Figure 8. Installation directory
- From the Set up a DB2 Instance screen, as shown in
Figure 9, you can either create a DB2 instance, or wait until after
the install is done. For this example you want to create an instance,
so select Create a DB2 instance and click
Next.
Figure 9. Set up a DB2 instance
- From the Set user information for the DB2 instance
owner screen, as shown in Figure 10, type the information
for the instance owner, and then click Next. If an
existing user is selected as the DB2 instance owner or the DB2 fenced
user, the user must exist on all the hosts with the same UID, GID,
group name, and $HOME path. The hosts should not share the instance
owner's $HOME directory because that will be local to each host. If a
new user creation is selected, the defined new user must not exist in
any of the hosts.
Figure 10. Instance owner information
- From the Set user information for the fenced user
screen, as shown in Figure 11, enter the information about the fenced
user and click Next.
Figure 11. Fenced user information
- From the Set up a DB2 Cluster File System screen, as
shown in Figure 12, you will use one of the predefined disks to create
a shared file system used by the DB2 pureScale instance environment
for instance files that are shared across all machines. The file
system will be mounted as /db2sd<timestamp> and the directory
/db2sd<timestamp>/<instance_name> will be the default
database path (as defined by the DFTDBPATH configuration parameter).

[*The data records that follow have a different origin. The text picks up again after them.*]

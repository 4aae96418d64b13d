//! Record identifier.

use serde::{Deserialize, Serialize};
use std::fmt;

use super::PageId;

/// Record identifier - names a tuple by the page that holds it and the
/// slot inside that page.
///
/// This is the canonical value type stored by the hash index: an index
/// entry maps a key to the `Rid` of the matching tuple.
#[derive(Clone, Copy, PartialEq, Eq, PartialOrd, Ord, Hash, Serialize, Deserialize)]
pub struct Rid {
    page_id: PageId,
    slot: u32,
}

impl Rid {
    /// Creates a new record identifier.
    #[inline]
    #[must_use]
    pub const fn new(page_id: PageId, slot: u32) -> Self {
        Self { page_id, slot }
    }

    /// Returns the page holding the record.
    #[inline]
    #[must_use]
    pub const fn page_id(self) -> PageId {
        self.page_id
    }

    /// Returns the slot number within the page.
    #[inline]
    #[must_use]
    pub const fn slot(self) -> u32 {
        self.slot
    }
}

impl fmt::Debug for Rid {
    fn fmt(&self, f: &mut fmt::Formatter<'_>) -> fmt::Result {
        write!(f, "Rid({}:{})", self.page_id, self.slot)
    }
}

impl fmt::Display for Rid {
    fn fmt(&self, f: &mut fmt::Formatter<'_>) -> fmt::Result {
        write!(f, "{}:{}", self.page_id, self.slot)
    }
}
//! Concurrency tests for the buffer pool.
//!
//! Threads hammer a pool smaller than the working set so pages cycle
//! through eviction while readers and writers race. Every page keeps
//! the invariant `data[0] == data[1] + data[2]`, which a torn or stale
//! read would break.

use std::sync::atomic::{AtomicBool, Ordering};
use std::sync::Arc;
use std::thread;

use rand::rngs::StdRng;
use rand::{Rng, SeedableRng};

use strata_common::types::PageId;
use strata_storage::buffer::{BufferPool, BufferPoolConfig, BufferPoolManager, ParallelBufferPool};
use strata_storage::disk::MemDiskManager;

fn seed_pages(pool: &dyn BufferPoolManager, count: usize) -> Vec<PageId> {
    let mut pids = Vec::with_capacity(count);
    for _ in 0..count {
        let mut handle = pool.new_page().expect("pool must have room while seeding");
        {
            let mut data = handle.data_mut();
            data[0] = 0;
            data[1] = 0;
            data[2] = 0;
        }
        pids.push(handle.page_id());
    }
    pids
}

fn run_workload(pool: Arc<dyn BufferPoolManager>, pids: Arc<Vec<PageId>>) {
    let stop = Arc::new(AtomicBool::new(false));
    let mut handles = Vec::new();

    for t in 0..2 {
        let pool = Arc::clone(&pool);
        let pids = Arc::clone(&pids);
        let stop = Arc::clone(&stop);
        handles.push(thread::spawn(move || {
            let mut rng = StdRng::seed_from_u64(0xC0FFEE + t);
            while !stop.load(Ordering::Acquire) {
                let pid = pids[rng.gen_range(0..pids.len())];
                let mut page = pool.fetch_page(pid).expect("fetch for write");
                let mut data = page.data_mut();
                let d1: u8 = rng.gen_range(0..100);
                let d2: u8 = rng.gen_range(0..100);
                data[1] = d1;
                data[2] = d2;
                data[0] = d1 + d2;
            }
        }));
    }

    for t in 0..2 {
        let pool = Arc::clone(&pool);
        let pids = Arc::clone(&pids);
        let stop = Arc::clone(&stop);
        handles.push(thread::spawn(move || {
            let mut rng = StdRng::seed_from_u64(0xBEEF + t);
            while !stop.load(Ordering::Acquire) {
                let pid = pids[rng.gen_range(0..pids.len())];
                let page = pool.fetch_page(pid).expect("fetch for read");
                let data = page.data();
                assert_eq!(data[0], data[1] + data[2], "page {pid} read torn bytes");
            }
        }));
    }

    thread::sleep(std::time::Duration::from_millis(500));
    stop.store(true, Ordering::Release);
    for handle in handles {
        handle.join().unwrap();
    }
}

#[test]
fn concurrent_read_write_single_instance() {
    let disk = Arc::new(MemDiskManager::new());
    let pool = Arc::new(BufferPool::new(BufferPoolConfig::new(8), disk).unwrap());

    // Working set twice the pool size: fetches keep evicting.
    let pids = {
        let pool: &dyn BufferPoolManager = pool.as_ref();
        Arc::new(seed_pages(pool, 16))
    };
    run_workload(pool, pids);
}

#[test]
fn concurrent_read_write_parallel_pool() {
    let disk = Arc::new(MemDiskManager::new());
    let pool = Arc::new(ParallelBufferPool::new(4, 4, disk).unwrap());

    let pids = {
        let pool: &dyn BufferPoolManager = pool.as_ref();
        Arc::new(seed_pages(pool, 32))
    };
    run_workload(pool, pids);
}

#[test]
fn eviction_round_trip_under_pressure() {
    let disk = Arc::new(MemDiskManager::new());
    let pool = BufferPool::new(BufferPoolConfig::new(4), disk).unwrap();

    // Write a distinct pattern to many more pages than the pool holds.
    let mut pids = Vec::new();
    for i in 0..32u8 {
        let mut handle = pool.new_page().unwrap();
        handle.data_mut().fill(i);
        pids.push(handle.page_id());
    }

    // Every page must read back its own pattern after cycling through
    // disk.
    for (i, &pid) in pids.iter().enumerate() {
        let handle = pool.fetch_page(pid).unwrap();
        assert!(handle.data().iter().all(|&b| b == i as u8));
    }
}

#[test]
fn striping_holds_across_instances() {
    let disk = Arc::new(MemDiskManager::new());
    let pool = ParallelBufferPool::new(2, 4, disk).unwrap();

    for _ in 0..32 {
        let handle = pool.new_page().unwrap();
        let pid = handle.page_id();
        drop(handle);
        // Routing back through the id must land on the owning
        // instance; a stripe violation would assert inside the pool.
        assert!(pool.contains(pid) || pool.fetch_page(pid).is_some());
    }
}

Another small disk will be leveraged for automatic internal cluster recovery purposes. Provide the full path to the disks and then click Next.
Figure 12. DB2 Cluster File System setup
- From the Host List screen, as shown in Figure 13, add
the remaining hosts that should be part of the DB2 pureScale cluster.
By default, the IIH will already be included. For each host that you
need to add, click Add.
Figure 13. Host list selection
- After you click Add, as shown in Figure 14, you are
prompted to enter a host name (the output when running the
hostnamecommand). Type the host name and then click OK. Repeat this step to add each host that you need.
Figure 14. Remote host name input
After each additional host is entered, the DB2 installation program will validate each new host, as shown in Figure 15.
Figure 15. Installation settings progress indicator
- After you add all the hosts, you will see the list of hosts, as shown
in Figure 16. A check mark beside each host confirms that it has been
validated. When you are satisfied with the configuration identified in
the bottom portion of the window, click Next. At this
time, the DB2 installation program will do one additional validation
of the passwordless SSH configuration.
Figure 16. Host list confirmation
If there is more than one physical machine in the configuration, the installation wizard will automatically assign each CF to a different machine.
- If you want to have both a member and a CF installed on the same host,
from the Host List screen, click the
Advanced button, and then click Manually
assign Cluster Caching Facilities (CF), as shown in
Figure 17.
Figure 17. CF assignment
As shown in Figure 18, under Preferred Primary CF, click Configure the host as both a CF and a DB2 member. Similarly, you can select the check box under Preferred Secondary CF to create a secondary CF, and a DB2 member, on a different host in the cluster.
Figure 18. Preferred primary and secondary CF assignment
You should have two CFs identified on two distinct physical machines to avoid creating a single point of failure.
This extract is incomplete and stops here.